Records from a data source
___

impl FetchBudget {
    pub fn for_tier(tier: FetchTier, fetch: &FetchConfig) -> Self {
        match tier {
            FetchTier::Free => Self {
                target_count: u64::from(fetch.free_page_size),
                max_page_calls: 1,
                page_size: fetch.free_page_size,
            },
            FetchTier::Paid => Self {
                target_count: fetch.paid_batch_size,
                max_page_calls: fetch.paid_max_page_calls,
                page_size: fetch.page_size_cap,
            },
        }
    }
}

/// Caller-facing retrieval request
#[derive(Debug, Clone, Copy, Default)]
pub struct FetchRequest {
    pub tier: FetchTier,
    /// Bypass the exhaustion short-circuit and pull from the start
    pub force_refresh: bool,
}

/// Result of a completed run
#[derive(Debug, Clone, Serialize)]
pub struct FetchOutcome {
    pub bookmarks: Vec<BookmarkRecord>,
    pub has_more: bool,
    pub total_fetched: u64,
    pub paid_batches: u32,
}

/// Progress notification emitted after each fetched page
#[derive(Debug, Clone, Serialize)]
pub struct FetchProgress {
    pub fetched_so_far: u64,
    pub target: u64,
}

/// Event sequence of a streaming run: zero or more `Progress`, then
/// exactly one `Complete` or `Error`.
#[derive(Debug, Clone)]
pub enum FetchEvent {
    Progress(FetchProgress),
    Complete(FetchOutcome),
    Error { message: String },
}

/// Per-user async locks serializing same-user runs.
///
/// Cursor advancement is only unambiguous when one run per user is in
/// flight; runs for different users proceed independently. Idle
/// entries are pruned on the next acquisition.
#[derive(Default)]
pub struct UserLocks {
    entries: Mutex<HashMap<String, Arc<Mutex<()>>>>,
}

impl UserLocks {
    pub async fn acquire(&self, user_id: &str) -> OwnedMutexGuard<()> {
        let entry = {
            let mut entries = self.entries.lock().await;
            entries.retain(|_, lock| Arc::strong_count(lock) > 1);
            entries
                .entry(user_id.to_string())
                .or_insert_with(|| Arc::new(Mutex::new(())))
                .clone()
        };
        entry.lock_owned().await
    }
}

/// The retrieval engine
#[derive(Clone)]
pub struct FetchOrchestrator {
    store: Arc<Store>,
    source: Arc<dyn BookmarkSource>,
    token_guard: Arc<TokenGuard>,
    quota: QuotaLedger,
    fetch: FetchConfig,
    locks: Arc<UserLocks>,
}

impl FetchOrchestrator {
    pub fn new(
        store: Arc<Store>,
        source: Arc<dyn BookmarkSource>,
        token_guard: Arc<TokenGuard>,
        fetch: FetchConfig,
    ) -> Self {
        Self {
            store,
            source,
            token_guard,
            quota: QuotaLedger::new(&fetch),
            fetch,
            locks: Arc::new(UserLocks::default()),
        }
    }

    pub fn quota(&self) -> &QuotaLedger {
        &self.quota
    }

    /// Run a retrieval synchronously and return the outcome.
    pub async fn run(&self, user_id: &str, request: FetchRequest) -> Result<FetchOutcome, AppError> {
        self.run_with_progress(user_id, request, None).await
    }

    /// Run a retrieval in the background, emitting progress events.
    ///
    /// The returned receiver yields `Progress` events followed by one
    /// terminal `Complete` or `Error`. Dropping the receiver cancels
    /// the run at the next checkpoint; everything persisted up to that
    /// point remains valid and resumable.
    pub fn stream(&self, user_id: String, request: FetchRequest) -> mpsc::Receiver<FetchEvent> {
        let (tx, rx) = mpsc::channel(16);
        let orchestrator = self.clone();

        tokio::spawn(async move {
            let terminal = match orchestrator
                .run_with_progress(&user_id, request, Some(&tx))
                .await
            {
                Ok(outcome) => FetchEvent::Complete(outcome),
                Err(error) => FetchEvent::Error {
                    message: error.to_string(),
                },
            };
            if tx.send(terminal).await.is_err() {
                tracing::debug!(user_id = %user_id, "Stream consumer gone before terminal event");
            }
        });

        rx
    }

    async fn run_with_progress(
        &self,
        user_id: &str,
        request: FetchRequest,
        progress: Option<&mpsc::Sender<FetchEvent>>,
    ) -> Result<FetchOutcome, AppError> {
        let _guard = self.locks.acquire(user_id).await;
        let tier = request.tier.as_str();

        let Some(mut state) = self.store.get_user_state(user_id).await? else {
            FETCH_RUNS_TOTAL.with_label_values(&[tier, "no_session"]).inc();
            return Err(AppError::SessionExpired);
        };

        if !self.quota.authorize(&state, request.tier) {
            FETCH_RUNS_TOTAL
                .with_label_values(&[tier, "quota_exceeded"])
                .inc();
            return Err(AppError::QuotaExceeded);
        }

        if state.is_exhausted() && !request.force_refresh {
            // Upstream has no further pages; serve the cache without
            // spending a single call.
            let cached = self.store.cached_bookmarks(user_id).await?;
            FETCH_RUNS_TOTAL.with_label_values(&[tier, "cached"]).inc();
            return Ok(FetchOutcome {
                bookmarks: cached,
                has_more: false,
                total_fetched: state.total_fetched,
                paid_batches: state.paid_batches,
            });
        }

        state = self.token_guard.ensure_valid(user_id, state).await?;

        let budget = FetchBudget::for_tier(request.tier, &self.fetch);
        let ttl = Duration::from_secs(self.fetch.state_ttl_seconds);
        let delay = Duration::from_millis(self.fetch.page_delay_ms);

        let mut new_records: Vec<BookmarkRecord> = Vec::new();
        let mut fetched_this_run: u64 = 0;
        let mut calls_made: u32 = 0;
        let mut cursor = state.pagination_cursor.clone();
        let mut has_more = true;

        while fetched_this_run < budget.target_count
            && has_more
            && calls_made < budget.max_page_calls
        {
            let remaining = budget.target_count - fetched_this_run;
            // Large page sizes truncate upstream pagination early, so
            // multi-call loops are clamped to the safe cap.
            let cap = if budget.max_page_calls > 1 {
                budget.page_size.min(self.fetch.page_size_cap)
            } else {
                budget.page_size
            };
            let page_size = remaining.min(u64::from(cap)) as u32;

            let page = match self
                .source
                .fetch_page(&state.access_token, user_id, page_size, cursor.as_deref())
                .await
            {
                Ok(page) => page,
                Err(error) => {
                    // Checkpoints for completed pages are already
                    // persisted; the failing call contributes nothing.
                    tracing::warn!(
                        user_id = %user_id,
                        calls_made,
                        fetched_this_run,
                        error = %error,
                        "Retrieval run aborted"
                    );
                    FETCH_RUNS_TOTAL.with_label_values(&[tier, "error"]).inc();
                    return Err(error);
                }
            };

            calls_made += 1;
            PAGES_FETCHED_TOTAL.inc();

            let records = merge_page(&page);
            let result_count = page.meta.result_count;
            cursor = page.meta.next_token.clone();
            has_more = cursor.is_some();
            fetched_this_run += result_count;
            BOOKMARKS_FETCHED_TOTAL.inc_by(result_count);

            // Checkpoint: records first, then the cursor that covers
            // them, so a crash in between only re-fetches one page.
            state.pagination_cursor = cursor.clone();
            state.total_fetched += result_count;
            self.store.append_bookmarks(user_id, &records, ttl).await?;
            self.store.put_user_state(user_id, &state, ttl).await?;
            new_records.extend(records);

            if let Some(tx) = progress {
                let event = FetchEvent::Progress(FetchProgress {
                    fetched_so_far: fetched_this_run,
                    target: budget.target_count,
                });
                if tx.send(event).await.is_err() {
                    tracing::debug!(
                        user_id = %user_id,
                        "Progress consumer gone; stopping run at checkpoint"
                    );
                    break;
                }
            }

            // An empty page alongside a continuation token would loop
            // forever; stop here and let the next run probe again.
            if result_count == 0 {
                tracing::warn!(
                    user_id = %user_id,
                    has_more,
                    "Upstream returned an empty page; halting run"
                );
                break;
            }

            if has_more && fetched_this_run < budget.target_count && calls_made < budget.max_page_calls
            {
                tokio::time::sleep(delay).await;
            }
        }

        tracing::info!(
            user_id = %user_id,
            tier,
            calls_made,
            fetched_this_run,
            total_fetched = state.total_fetched,
            has_more,
            "Retrieval run complete"
        );
        FETCH_RUNS_TOTAL.with_label_values(&[tier, "complete"]).inc();

        Ok(FetchOutcome {
            bookmarks: new_records,
            has_more,
            total_fetched: state.total_fetched,
            paid_batches: state.paid_batches,
        })
    }
}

___

**WHAT IS REQUIRED**. Across the entries above, find each line with the word "entry" and please copy it out.

**OUTPUT OF THE EXERCISE**.
        let entry = {
                .entry(user_id.to_string())
        entry.lock_owned().await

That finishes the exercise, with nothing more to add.